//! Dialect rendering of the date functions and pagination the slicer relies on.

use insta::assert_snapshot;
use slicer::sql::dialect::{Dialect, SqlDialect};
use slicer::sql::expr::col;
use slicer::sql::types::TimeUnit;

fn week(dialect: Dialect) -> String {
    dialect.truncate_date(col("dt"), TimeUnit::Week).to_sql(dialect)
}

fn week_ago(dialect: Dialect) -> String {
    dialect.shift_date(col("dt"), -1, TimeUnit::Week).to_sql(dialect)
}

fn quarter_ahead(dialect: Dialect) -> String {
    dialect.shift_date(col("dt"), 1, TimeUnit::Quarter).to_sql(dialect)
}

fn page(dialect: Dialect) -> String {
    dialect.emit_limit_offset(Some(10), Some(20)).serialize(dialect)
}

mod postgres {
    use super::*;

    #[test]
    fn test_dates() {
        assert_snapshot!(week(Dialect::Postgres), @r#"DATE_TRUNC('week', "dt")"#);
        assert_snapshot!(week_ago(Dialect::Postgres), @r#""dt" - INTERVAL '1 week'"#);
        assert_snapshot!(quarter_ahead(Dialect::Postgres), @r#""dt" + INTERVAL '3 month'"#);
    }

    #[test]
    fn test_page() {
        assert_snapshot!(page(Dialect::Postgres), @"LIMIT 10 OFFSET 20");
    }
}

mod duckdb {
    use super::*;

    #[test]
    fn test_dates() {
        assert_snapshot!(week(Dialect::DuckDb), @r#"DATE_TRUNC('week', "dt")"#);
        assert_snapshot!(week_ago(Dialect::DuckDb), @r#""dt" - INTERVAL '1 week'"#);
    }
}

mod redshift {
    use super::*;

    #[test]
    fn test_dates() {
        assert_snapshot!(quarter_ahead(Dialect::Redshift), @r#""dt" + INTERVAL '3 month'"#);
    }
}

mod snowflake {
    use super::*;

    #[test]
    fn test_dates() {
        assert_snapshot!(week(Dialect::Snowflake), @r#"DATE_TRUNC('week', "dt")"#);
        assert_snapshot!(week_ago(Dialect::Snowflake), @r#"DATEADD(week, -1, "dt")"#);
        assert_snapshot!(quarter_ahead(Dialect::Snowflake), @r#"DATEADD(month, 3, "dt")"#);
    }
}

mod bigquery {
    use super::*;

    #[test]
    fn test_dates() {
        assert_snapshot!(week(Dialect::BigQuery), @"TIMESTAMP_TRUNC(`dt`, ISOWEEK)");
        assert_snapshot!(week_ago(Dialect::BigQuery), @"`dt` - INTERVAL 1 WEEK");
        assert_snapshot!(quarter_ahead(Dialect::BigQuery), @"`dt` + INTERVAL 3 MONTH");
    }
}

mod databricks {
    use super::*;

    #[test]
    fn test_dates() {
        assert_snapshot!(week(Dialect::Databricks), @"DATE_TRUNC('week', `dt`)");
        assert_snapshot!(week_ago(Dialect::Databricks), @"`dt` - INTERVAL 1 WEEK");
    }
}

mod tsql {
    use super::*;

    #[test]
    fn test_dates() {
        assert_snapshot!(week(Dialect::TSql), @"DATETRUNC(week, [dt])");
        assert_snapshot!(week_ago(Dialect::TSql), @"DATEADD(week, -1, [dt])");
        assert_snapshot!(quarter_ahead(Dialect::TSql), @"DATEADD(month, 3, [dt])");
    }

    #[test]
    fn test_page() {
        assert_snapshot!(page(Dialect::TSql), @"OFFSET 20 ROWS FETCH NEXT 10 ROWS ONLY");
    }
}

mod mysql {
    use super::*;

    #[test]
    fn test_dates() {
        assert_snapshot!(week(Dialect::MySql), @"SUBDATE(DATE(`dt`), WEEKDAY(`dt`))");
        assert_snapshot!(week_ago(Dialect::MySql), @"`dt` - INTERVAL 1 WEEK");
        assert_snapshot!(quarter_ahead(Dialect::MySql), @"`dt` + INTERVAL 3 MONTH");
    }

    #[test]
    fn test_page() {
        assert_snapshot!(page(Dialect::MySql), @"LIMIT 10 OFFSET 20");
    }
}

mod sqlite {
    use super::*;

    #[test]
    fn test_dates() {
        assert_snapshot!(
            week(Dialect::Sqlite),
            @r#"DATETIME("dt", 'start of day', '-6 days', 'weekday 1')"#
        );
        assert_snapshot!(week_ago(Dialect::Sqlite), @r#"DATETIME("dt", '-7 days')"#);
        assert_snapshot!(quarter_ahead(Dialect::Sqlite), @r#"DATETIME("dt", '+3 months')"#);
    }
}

# # # # #

* **EXERCISE PROMPT**
Please find each line in the records above that holds the word "slicer", and copy it.

* **EXPECTED ANSWER**
//! Dialect rendering of the date functions and pagination the slicer relies on.
use slicer::sql::dialect::{Dialect, SqlDialect};
use slicer::sql::expr::col;
use slicer::sql::types::TimeUnit;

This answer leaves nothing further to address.